→ Prompt: Exactly retype the lines of the material from its first line to the line with "mod time_sync;", including both.

→ Extracted material:
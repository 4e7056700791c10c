//! Protocol module - command opcodes, frame encoding and typed payloads.
//!
//! - One opcode byte + payload per transport write
//! - `WRITE_IMG` chunks carry a plane/continuation tag byte
//! - `SET_TIME` carries a fixed 6-byte payload

mod driver;
mod frame;
mod opcode;
mod time_sync;

pub use driver::{ColorMode, DriverModel, DRIVERS};
pub use frame::{build_image_chunk, encode_frame, Command, FramePayload};
pub use opcode::{tag, Opcode, CHUNK_OVERHEAD};
pub use time_sync::{ClockMode, TimeSync, TIME_SYNC_LEN};
//! # epd-link
//!
//! Host-side driver for battery-powered e-paper displays reached over a
//! BLE GATT link.
//!
//! The crate owns the device command protocol and the chunked image
//! transfer engine. Pixel encoding, image loading and any UI live outside;
//! the engine receives opaque bytes per image plane.
//!
//! ## Architecture
//!
//! - **Transport** (`transport`): the capability boundary to the wireless
//!   stack, with an in-process [`MemoryTransport`] for tests
//! - **Command plane** (`protocol`): one opcode byte + payload per write
//! - **Image plane** (`transfer`): tagged `WRITE_IMG` chunks, mostly
//!   unconfirmed with a confirmed write every `interleave_budget + 1` chunks
//! - **Notifications** (`notify`): config snapshot first, status lines after
//!
//! ## Example
//!
//! ```ignore
//! use std::sync::Arc;
//! use epd_link::{ClientEvent, ColorMode, EpdClient};
//!
//! #[tokio::main]
//! async fn main() -> epd_link::Result<()> {
//!     let client = EpdClient::builder(Arc::new(my_ble_transport()))
//!         .interleave_budget(50)
//!         .build()?;
//!
//!     let mut events = client.subscribe();
//!     client.connect().await?;
//!
//!     client.send_image(ColorMode::ThreeColor, encoded_image()).await?;
//!
//!     while let Ok(event) = events.recv().await {
//!         if let ClientEvent::Status(line) = event {
//!             println!("{}", line);
//!         }
//!     }
//!     Ok(())
//! }
//! ```

pub mod codec;
pub mod config;
pub mod error;
pub mod event;
pub mod interleave;
pub mod notify;
pub mod protocol;
pub mod state;
pub mod transfer;
pub mod transport;

mod client;
mod connection;

pub use client::{ConnectionInfo, EpdClient, EpdClientBuilder, ImageFit};
pub use config::LinkConfig;
pub use connection::CommandChannel;
pub use error::{EpdError, Result};
pub use event::ClientEvent;
pub use protocol::{ClockMode, ColorMode, Command, Opcode, TimeSync};
pub use state::LinkState;
pub use transfer::{ImageReport, Plane, TransferProgress, TransferReport};
pub use transport::{MemoryTransport, Transport};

→ Output of the exercise:
repository 4e7056700791c10c
//! Protocol module - command opcodes, frame encoding and typed payloads.
//!
//! - One opcode byte + payload per transport write
//! - `WRITE_IMG` chunks carry a plane/continuation tag byte
//! - `SET_TIME` carries a fixed 6-byte payload

mod driver;
mod frame;
mod opcode;
mod time_sync;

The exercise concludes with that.